Even more reason for you not to care what they think of you. If they have never experienced your life, any opinion they might have about it is null and void.

I also don't agree that they have done 'better' and that's what's grinding on me. They haven't done better they have different values. I don't look down on them for making life choices that don't fit with my values (working as hedgfund managers etc), I just thought we all saw each other as equals
Rarely do people who come from wealth see those without money as their equals. That's a fact of life and it shouldn't come as any surprise. You say they don't fit with your values, suggesting you think there is something inherently awful about choosing to be a hedge-fund manager, which actually makes it seem like you think you are better than them.

They are from a different world, they don't understand yours, you don't understand theirs. You think they are sitting feeling bad about some woman at the wedding who kept saying she was really happy with her life despite the fact she hadn't as much money as them? I doubt it, because they really are confident that their life choices and where they are.

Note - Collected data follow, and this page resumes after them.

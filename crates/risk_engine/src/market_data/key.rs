//! Market data keys, feeds and identifiers.
//!
//! A [`MarketDataKey`] names a market-data series in business terms (the
//! USD yield curve, the credit curve of an entity). A [`MarketDataFeed`]
//! names the provider the data comes from. Resolving a key against a feed
//! yields a [`MarketDataId`], the fully-qualified identifier used to
//! request, build and look up values. Resolution is a pure function of
//! key and feed.

use std::fmt;

use risk_core::types::{Currency, CurrencyPair};

use crate::credit::reference::{IndexReference, SingleNameReference};

/// Identifier of a market data feed.
///
/// # Examples
///
/// ```
/// use risk_engine::market_data::MarketDataFeed;
///
/// let feed = MarketDataFeed::new("VENDOR-A");
/// assert_eq!(feed.name(), "VENDOR-A");
///
/// // The placeholder feed for feed-independent data
/// assert_eq!(MarketDataFeed::no_feed().name(), "None");
/// ```
#[derive(Debug, Clone, PartialEq, Eq, Hash)]
#[cfg_attr(feature = "serde", derive(serde::Serialize, serde::Deserialize))]
#[cfg_attr(feature = "serde", serde(transparent))]
pub struct MarketDataFeed(String);

impl MarketDataFeed {
    /// Creates a feed identifier.
    #[inline]
    pub fn new(name: impl Into<String>) -> Self {
        Self(name.into())
    }

    /// The placeholder feed used when data is not feed-specific.
    pub fn no_feed() -> Self {
        Self("None".to_string())
    }

    /// Returns the feed name.
    #[inline]
    pub fn name(&self) -> &str {
        &self.0
    }
}

impl fmt::Display for MarketDataFeed {
    fn fmt(&self, f: &mut fmt::Formatter<'_>) -> fmt::Result {
        write!(f, "{}", self.0)
    }
}

/// Typed key naming a market-data series.
///
/// A closed sum type with one variant per series kind. Keys are what
/// calculation functions declare in their requirements; the engine
/// resolves them against the feed in use.
///
/// # Examples
///
/// ```
/// use risk_engine::market_data::{MarketDataFeed, MarketDataKey};
/// use risk_core::types::Currency;
///
/// let key = MarketDataKey::yield_curve(Currency::USD);
/// let id = key.to_market_data_id(MarketDataFeed::no_feed());
/// assert_eq!(format!("{}", id), "YieldCurve:USD@None");
/// ```
#[derive(Debug, Clone, PartialEq, Eq, Hash)]
#[cfg_attr(feature = "serde", derive(serde::Serialize, serde::Deserialize))]
pub enum MarketDataKey {
    /// The yield (discount) curve of a currency.
    YieldCurve(Currency),
    /// The credit curve of a single reference entity.
    SingleNameCreditCurve(SingleNameReference),
    /// The credit curve of a credit index.
    IndexCreditCurve(IndexReference),
    /// The FX rate for a currency pair.
    FxRate(CurrencyPair),
}

impl MarketDataKey {
    /// Creates a yield-curve key for a currency.
    #[inline]
    pub fn yield_curve(currency: Currency) -> Self {
        MarketDataKey::YieldCurve(currency)
    }

    /// Creates a credit-curve key for a single reference entity.
    #[inline]
    pub fn single_name_credit_curve(reference: SingleNameReference) -> Self {
        MarketDataKey::SingleNameCreditCurve(reference)
    }

    /// Creates a credit-curve key for a credit index.
    #[inline]
    pub fn index_credit_curve(reference: IndexReference) -> Self {
        MarketDataKey::IndexCreditCurve(reference)
    }

    /// Creates an FX-rate key for a currency pair.
    #[inline]
    pub fn fx_rate(pair: CurrencyPair) -> Self {
        MarketDataKey::FxRate(pair)
    }

    /// Resolves this key against a feed, yielding the identifier used to
    /// build and look up the value.
    ///
    /// Pure: the same key and feed always produce the same identifier.
    pub fn to_market_data_id(&self, feed: MarketDataFeed) -> MarketDataId {
        MarketDataId {
            key: self.clone(),
            feed,
        }
    }
}

impl fmt::Display for MarketDataKey {
    fn fmt(&self, f: &mut fmt::Formatter<'_>) -> fmt::Result {
        match self {
            MarketDataKey::YieldCurve(ccy) => write!(f, "YieldCurve:{}", ccy),
            MarketDataKey::SingleNameCreditCurve(r) => {
                write!(f, "CreditCurve:{}", r.credit_curve_id())
            }
            MarketDataKey::IndexCreditCurve(r) => {
                write!(f, "CreditCurve:{}", r.credit_curve_id())
            }
            MarketDataKey::FxRate(pair) => write!(f, "FxRate:{}", pair),
        }
    }
}

/// A key resolved against a feed: the fully-qualified identifier of one
/// market-data series.
#[derive(Debug, Clone, PartialEq, Eq, Hash)]
#[cfg_attr(feature = "serde", derive(serde::Serialize, serde::Deserialize))]
pub struct MarketDataId {
    /// The business key
    key: MarketDataKey,
    /// The feed the data comes from
    feed: MarketDataFeed,
}

impl MarketDataId {
    /// Returns the business key.
    #[inline]
    pub fn key(&self) -> &MarketDataKey {
        &self.key
    }

    /// Returns the feed.
    #[inline]
    pub fn feed(&self) -> &MarketDataFeed {
        &self.feed
    }
}

impl fmt::Display for MarketDataId {
    fn fmt(&self, f: &mut fmt::Formatter<'_>) -> fmt::Result {
        write!(f, "{}@{}", self.key, self.feed)
    }
}

#[cfg(test)]
mod tests {
    use super::*;
    use crate::credit::reference::Seniority;

    #[test]
    fn test_yield_curve_key_display() {
        let key = MarketDataKey::yield_curve(Currency::EUR);
        assert_eq!(format!("{}", key), "YieldCurve:EUR");
    }

    #[test]
    fn test_single_name_key_display() {
        let key = MarketDataKey::single_name_credit_curve(SingleNameReference::new(
            "ACME Corp",
            Seniority::Senior,
            Currency::USD,
        ));
        assert_eq!(format!("{}", key), "CreditCurve:ACME Corp:SNRFOR:USD");
    }

    #[test]
    fn test_resolution_is_pure() {
        let key = MarketDataKey::yield_curve(Currency::USD);
        let id1 = key.to_market_data_id(MarketDataFeed::new("VENDOR-A"));
        let id2 = key.to_market_data_id(MarketDataFeed::new("VENDOR-A"));
        assert_eq!(id1, id2);

        let id3 = key.to_market_data_id(MarketDataFeed::new("VENDOR-B"));
        assert_ne!(id1, id3);
    }

    #[test]
    fn test_id_accessors() {
        let key = MarketDataKey::yield_curve(Currency::GBP);
        let id = key.to_market_data_id(MarketDataFeed::no_feed());
        assert_eq!(id.key(), &key);
        assert_eq!(id.feed().name(), "None");
    }

    #[test]
    fn test_keys_distinguish_variants() {
        use std::collections::HashSet;

        let reference =
            SingleNameReference::new("ACME Corp", Seniority::Senior, Currency::USD);
        let mut set = HashSet::new();
        set.insert(MarketDataKey::yield_curve(Currency::USD));
        set.insert(MarketDataKey::single_name_credit_curve(reference.clone()));
        set.insert(MarketDataKey::single_name_credit_curve(reference));
        assert_eq!(set.len(), 2);
    }
}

You are correct, it is damaging to suppress negative feelings. But it is entirely possible to choose whether to have those negative feelings in the first place. In this instance it would be to actually be truly comfortable with your life choices. It sounds like you absolutely should be incredibly proud of yourself for what you have achieved. But having friends who have done the same thing, and knowing them very well, they do have a tiny chip on their shoulder about where they came from and can be quite defensive when challenged.

gillybeanz · 28/08/2017 15:02

I know how you feel OP, we have experienced exactly the same.
For us it's also the fact that some other people can't see we are happy the way we are. Or, they think their way is something to aspire to for everyone.
Life work balance and doing something you enjoy is far better than lots of money gained from a stressful job that may see you in your coffin at 60+.
It sounds like you have your life the way you want it, you aren't complacent at your happiness and sound lovely.
Hopefully you won't all be together again for a long time Flowers

SentientCushion · 28/08/2017 15:07

But I wasn't sitting at a wedding telling people I was happy even though I didn't have as much money as them. If I'd just been sitting there ranting on about how I was happy and didn't need any more money then obviously one would assume I was protesting too much.
What was happening was that people were coming over and within two minutes would ask what I was up to and then start telling me how to make more money before I'd even finished my sentence. Saying there was 'still hope' for us Hmmas though we had given up on life.
My values ARE different to theirs but just because I don't choose to live my life that way doesn't mean I automatically think it's wrong, I wouldn't choose to be a hedge fund manager but I don't believe all hedge fund managers are evil nor do I think it defines who someone is.
But I wasn't going around telling people how to work less and chill out more.

OP posts:
Ttbb · 28/08/2017 15:07

Maybe they were actually hinting that you should work harder? I am assuming that you haven't made plans and provision for paying for your healthcare, educating your future children, paying for care when you get old etc? A lot of the people at the wedding would have been paying an indecent amount in tax and probably don't like that you are mooching.

SentientCushion · 28/08/2017 15:11

HmmHmmHmmHmm

We have a perfectly average income thank you. I don't claim benefits, and pay into a private pension. But thanks for your concern.